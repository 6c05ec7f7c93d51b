//! FinSleuth Core: domain types, indicator engine, market data providers.
//!
//! - Domain types (price bars, validated price series, news items)
//! - Indicators over bar slices, with NaN warmup
//! - The indicator engine that turns one series into one `IndicatorResult`
//! - Providers (Yahoo Finance, CSV import) and the sequential evidence gatherer

pub mod analysis;
pub mod data;
pub mod domain;
pub mod indicator;
pub mod indicators;
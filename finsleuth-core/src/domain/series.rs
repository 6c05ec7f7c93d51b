//! PriceSeries: the validated, immutable price history of one ticker.

use super::bar::PriceBar;
use chrono::NaiveDate;
use thiserror::Error;

#[derive(Debug, Clone, PartialEq, Error)]
pub enum SeriesError {
    #[error("price series for '{ticker}' is empty")]
    Empty { ticker: String },

    #[error("price series for '{ticker}' is not strictly increasing at {date}")]
    NonIncreasingDates { ticker: String, date: NaiveDate },
}

/// Time-ordered bars for one ticker.
///
/// Dates are strictly increasing. Once built the series is never mutated;
/// downstream stages share it behind an `Arc`.
#[derive(Debug, Clone, PartialEq)]
pub struct PriceSeries {
    ticker: String,
    bars: Vec<PriceBar>,
}

impl PriceSeries {
    pub fn new(ticker: impl Into<String>, bars: Vec<PriceBar>) -> Result<Self, SeriesError> {
        let ticker = ticker.into();
        if bars.is_empty() {
            return Err(SeriesError::Empty { ticker });
        }
        if let Some(pair) = bars.windows(2).find(|w| w[1].date <= w[0].date) {
            return Err(SeriesError::NonIncreasingDates {
                ticker,
                date: pair[1].date,
            });
        }
        Ok(Self { ticker, bars })
    }

    pub fn ticker(&self) -> &str {
        &self.ticker
    }

    pub fn bars(&self) -> &[PriceBar] {
        &self.bars
    }

    pub fn len(&self) -> usize {
        self.bars.len()
    }

    /// Always false for a constructed series; kept for API symmetry with `len`.
    pub fn is_empty(&self) -> bool {
        self.bars.is_empty()
    }

    pub fn first_date(&self) -> NaiveDate {
        self.bars[0].date
    }

    pub fn last_date(&self) -> NaiveDate {
        self.bars[self.bars.len() - 1].date
    }

    pub fn dates(&self) -> Vec<NaiveDate> {
        self.bars.iter().map(|b| b.date).collect()
    }

    pub fn closes(&self) -> Vec<f64> {
        self.bars.iter().map(|b| b.close).collect()
    }
}
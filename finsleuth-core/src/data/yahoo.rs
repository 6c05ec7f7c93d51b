//! Yahoo Finance data provider.
//!
//! Fetches daily OHLCV bars from Yahoo's v8 chart API and recent headlines
//! from the v1 search API. Handles rate limiting, retries with exponential
//! backoff, response parsing, and the circuit breaker.
//!
//! Yahoo Finance has no official API and is subject to unannounced format changes.
//! The CSV import path is the fallback when Yahoo is unavailable.

use super::circuit_breaker::CircuitBreaker;
use super::provider::{
    DataError, DataSource, FetchResult, MarketDataProvider, NewsProvider, RawBar,
};
use crate::domain::NewsItem;
use chrono::{DateTime, NaiveDate, NaiveTime, Utc};
use reqwest::Url;
use serde::Deserialize;
use std::sync::Arc;
use std::time::Duration;

const CHART_BASE: &str = "https://query2.finance.yahoo.com/v8/finance/chart";
const SEARCH_BASE: &str = "https://query2.finance.yahoo.com/v1/finance/search";
const NEWS_COUNT: usize = 20;

/// Yahoo Finance v8 chart API response.
#[derive(Debug, Deserialize)]
struct ChartResponse {
    chart: ChartResult,
}

#[derive(Debug, Deserialize)]
struct ChartResult {
    result: Option<Vec<ChartData>>,
    error: Option<ChartError>,
}

#[derive(Debug, Deserialize)]
struct ChartError {
    code: String,
    description: String,
}

#[derive(Debug, Deserialize)]
struct ChartData {
    timestamp: Option<Vec<i64>>,
    indicators: Indicators,
}

#[derive(Debug, Deserialize)]
struct Indicators {
    quote: Vec<QuoteData>,
}

#[derive(Debug, Deserialize)]
struct QuoteData {
    #[serde(default)]
    open: Vec<Option<f64>>,
    #[serde(default)]
    high: Vec<Option<f64>>,
    #[serde(default)]
    low: Vec<Option<f64>>,
    #[serde(default)]
    close: Vec<Option<f64>>,
    #[serde(default)]
    volume: Vec<Option<u64>>,
}

/// Yahoo Finance v1 search API response (news only).
#[derive(Debug, Deserialize)]
struct SearchResponse {
    #[serde(default)]
    news: Vec<SearchNews>,
}

#[derive(Debug, Deserialize)]
#[serde(rename_all = "camelCase")]
struct SearchNews {
    title: String,
    publisher: Option<String>,
    link: Option<String>,
    provider_publish_time: Option<i64>,
}

/// Yahoo Finance data provider.
pub struct YahooProvider {
    client: reqwest::blocking::Client,
    circuit_breaker: Arc<CircuitBreaker>,
    max_retries: u32,
    base_delay: Duration,
}

impl YahooProvider {
    pub fn new(circuit_breaker: Arc<CircuitBreaker>) -> Result<Self, DataError> {
        let client = reqwest::blocking::Client::builder()
            .timeout(Duration::from_secs(30))
            .user_agent("Mozilla/5.0 (Windows NT 10.0; Win64; x64) AppleWebKit/537.36")
            .build()
            .map_err(|e| DataError::Other(format!("failed to build HTTP client: {e}")))?;

        Ok(Self {
            client,
            circuit_breaker,
            max_retries: 3,
            base_delay: Duration::from_millis(500),
        })
    }

    /// Provider with its own default circuit breaker.
    pub fn with_default_breaker() -> Result<Self, DataError> {
        Self::new(Arc::new(CircuitBreaker::default_provider()))
    }

    /// Build the chart API URL for a symbol and inclusive date range.
    fn chart_url(symbol: &str, start: NaiveDate, end: NaiveDate) -> Result<Url, DataError> {
        let start_ts = start.and_time(NaiveTime::MIN).and_utc().timestamp();
        let end_ts = end.and_time(NaiveTime::MIN).and_utc().timestamp() + 86_399;
        let mut url = Url::parse(CHART_BASE).map_err(|e| DataError::Other(e.to_string()))?;
        url.path_segments_mut()
            .map_err(|()| DataError::Other(format!("{CHART_BASE} cannot take a path")))?
            .push(symbol);
        url.query_pairs_mut()
            .append_pair("period1", &start_ts.to_string())
            .append_pair("period2", &end_ts.to_string())
            .append_pair("interval", "1d")
            .append_pair("includeAdjustedClose", "true");
        Ok(url)
    }

    fn news_url(symbol: &str) -> Result<Url, DataError> {
        Url::parse_with_params(
            SEARCH_BASE,
            &[
                ("q", symbol),
                ("quotesCount", "0"),
                ("newsCount", &NEWS_COUNT.to_string()),
            ],
        )
        .map_err(|e| DataError::Other(e.to_string()))
    }

    /// Parse the chart API response into RawBars.
    fn parse_chart(symbol: &str, resp: ChartResponse) -> Result<Vec<RawBar>, DataError> {
        let result = resp.chart.result.ok_or_else(|| match resp.chart.error {
            Some(err) if err.code == "Not Found" => DataError::SymbolNotFound {
                symbol: symbol.to_string(),
            },
            Some(err) => {
                DataError::ResponseFormatChanged(format!("{}: {}", err.code, err.description))
            }
            None => DataError::ResponseFormatChanged("empty result with no error".into()),
        })?;

        let data = result
            .into_iter()
            .next()
            .ok_or_else(|| DataError::ResponseFormatChanged("result array is empty".into()))?;

        // A valid symbol with no trading days in range has no timestamps at all.
        let Some(timestamps) = data.timestamp else {
            return Err(DataError::NoData {
                symbol: symbol.to_string(),
            });
        };

        let quote = data
            .indicators
            .quote
            .into_iter()
            .next()
            .ok_or_else(|| DataError::ResponseFormatChanged("no quote data".into()))?;

        let mut bars = Vec::with_capacity(timestamps.len());
        for (i, &ts) in timestamps.iter().enumerate() {
            let date = DateTime::from_timestamp(ts, 0)
                .map(|dt| dt.date_naive())
                .ok_or_else(|| {
                    DataError::ResponseFormatChanged(format!("invalid timestamp: {ts}"))
                })?;

            let open = quote.open.get(i).copied().flatten();
            let high = quote.high.get(i).copied().flatten();
            let low = quote.low.get(i).copied().flatten();
            let close = quote.close.get(i).copied().flatten();
            let volume = quote.volume.get(i).copied().flatten();

            // Holidays come back as all-null rows
            if open.is_none() && high.is_none() && low.is_none() && close.is_none() {
                continue;
            }

            bars.push(RawBar {
                date,
                open: open.unwrap_or(f64::NAN),
                high: high.unwrap_or(f64::NAN),
                low: low.unwrap_or(f64::NAN),
                close: close.unwrap_or(f64::NAN),
                volume: volume.unwrap_or(0),
            });
        }

        if bars.is_empty() {
            return Err(DataError::NoData {
                symbol: symbol.to_string(),
            });
        }

        Ok(bars)
    }

    fn parse_news(resp: SearchResponse, now: DateTime<Utc>, window_days: u32) -> Vec<NewsItem> {
        resp.news
            .into_iter()
            .filter_map(|n| {
                let published_at = DateTime::from_timestamp(n.provider_publish_time?, 0)?;
                Some(NewsItem {
                    title: n.title,
                    publisher: n.publisher,
                    link: n.link,
                    published_at,
                })
            })
            .filter(|item| item.is_within(now, window_days))
            .collect()
    }

    /// GET a URL with retry and circuit breaker logic, returning the successful response.
    fn get_with_retry(
        &self,
        url: &str,
        symbol: &str,
    ) -> Result<reqwest::blocking::Response, DataError> {
        if !self.circuit_breaker.is_allowed() {
            return Err(DataError::CircuitBreakerTripped);
        }

        let mut last_error = None;

        for attempt in 0..=self.max_retries {
            if attempt > 0 {
                let delay = self.base_delay * 2u32.pow(attempt - 1);
                tracing::debug!(ticker = symbol, attempt, ?delay, "retrying request");
                std::thread::sleep(delay);
            }

            if !self.circuit_breaker.is_allowed() {
                return Err(DataError::CircuitBreakerTripped);
            }

            let resp = match self.client.get(url).send() {
                Ok(resp) => resp,
                Err(e) if e.is_connect() || e.is_timeout() => {
                    last_error = Some(DataError::NetworkUnreachable(e.to_string()));
                    continue;
                }
                Err(e) => return Err(DataError::NetworkUnreachable(e.to_string())),
            };

            let status = resp.status();

            if status == reqwest::StatusCode::FORBIDDEN {
                // IP ban: stop all further requests
                self.circuit_breaker.trip();
                return Err(DataError::CircuitBreakerTripped);
            }

            if status == reqwest::StatusCode::TOO_MANY_REQUESTS {
                self.circuit_breaker.record_failure();
                let retry_after = resp
                    .headers()
                    .get("retry-after")
                    .and_then(|v| v.to_str().ok())
                    .and_then(|v| v.parse::<u64>().ok())
                    .unwrap_or(60);
                last_error = Some(DataError::RateLimited {
                    retry_after_secs: retry_after,
                });
                continue;
            }

            if status == reqwest::StatusCode::UNAUTHORIZED {
                return Err(DataError::AuthenticationRequired(
                    "Yahoo Finance requires authentication".into(),
                ));
            }

            if status == reqwest::StatusCode::NOT_FOUND {
                return Err(DataError::SymbolNotFound {
                    symbol: symbol.to_string(),
                });
            }

            if !status.is_success() {
                self.circuit_breaker.record_failure();
                last_error = Some(DataError::Other(format!("HTTP {status} for {symbol}")));
                continue;
            }

            self.circuit_breaker.record_success();
            return Ok(resp);
        }

        Err(last_error.unwrap_or_else(|| DataError::Other("max retries exceeded".into())))
    }
}

impl MarketDataProvider for YahooProvider {
    fn name(&self) -> &str {
        "yahoo_finance"
    }

    fn fetch(
        &self,
        symbol: &str,
        start: NaiveDate,
        end: NaiveDate,
    ) -> Result<FetchResult, DataError> {
        let url = Self::chart_url(symbol, start, end)?;
        let resp = self.get_with_retry(url.as_str(), symbol)?;
        let chart: ChartResponse = resp.json().map_err(|e| {
            DataError::ResponseFormatChanged(format!("failed to parse chart for {symbol}: {e}"))
        })?;
        let bars = Self::parse_chart(symbol, chart)?;
        Ok(FetchResult {
            symbol: symbol.to_string(),
            bars,
            source: DataSource::YahooFinance,
        })
    }

    fn is_available(&self) -> bool {
        self.circuit_breaker.is_allowed()
    }
}

impl NewsProvider for YahooProvider {
    fn fetch_news(&self, symbol: &str, window_days: u32) -> Result<Vec<NewsItem>, DataError> {
        let url = Self::news_url(symbol)?;
        let resp = self.get_with_retry(url.as_str(), symbol)?;
        let search: SearchResponse = resp.json().map_err(|e| {
            DataError::ResponseFormatChanged(format!("failed to parse news for {symbol}: {e}"))
        })?;
        Ok(Self::parse_news(search, Utc::now(), window_days))
    }
}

> **TASK TO COMPLETE**
Tally the lines in the listing that hold the string "MarketDataProvider"; your reply is that total alone.

> **ANSWER SECTION**
2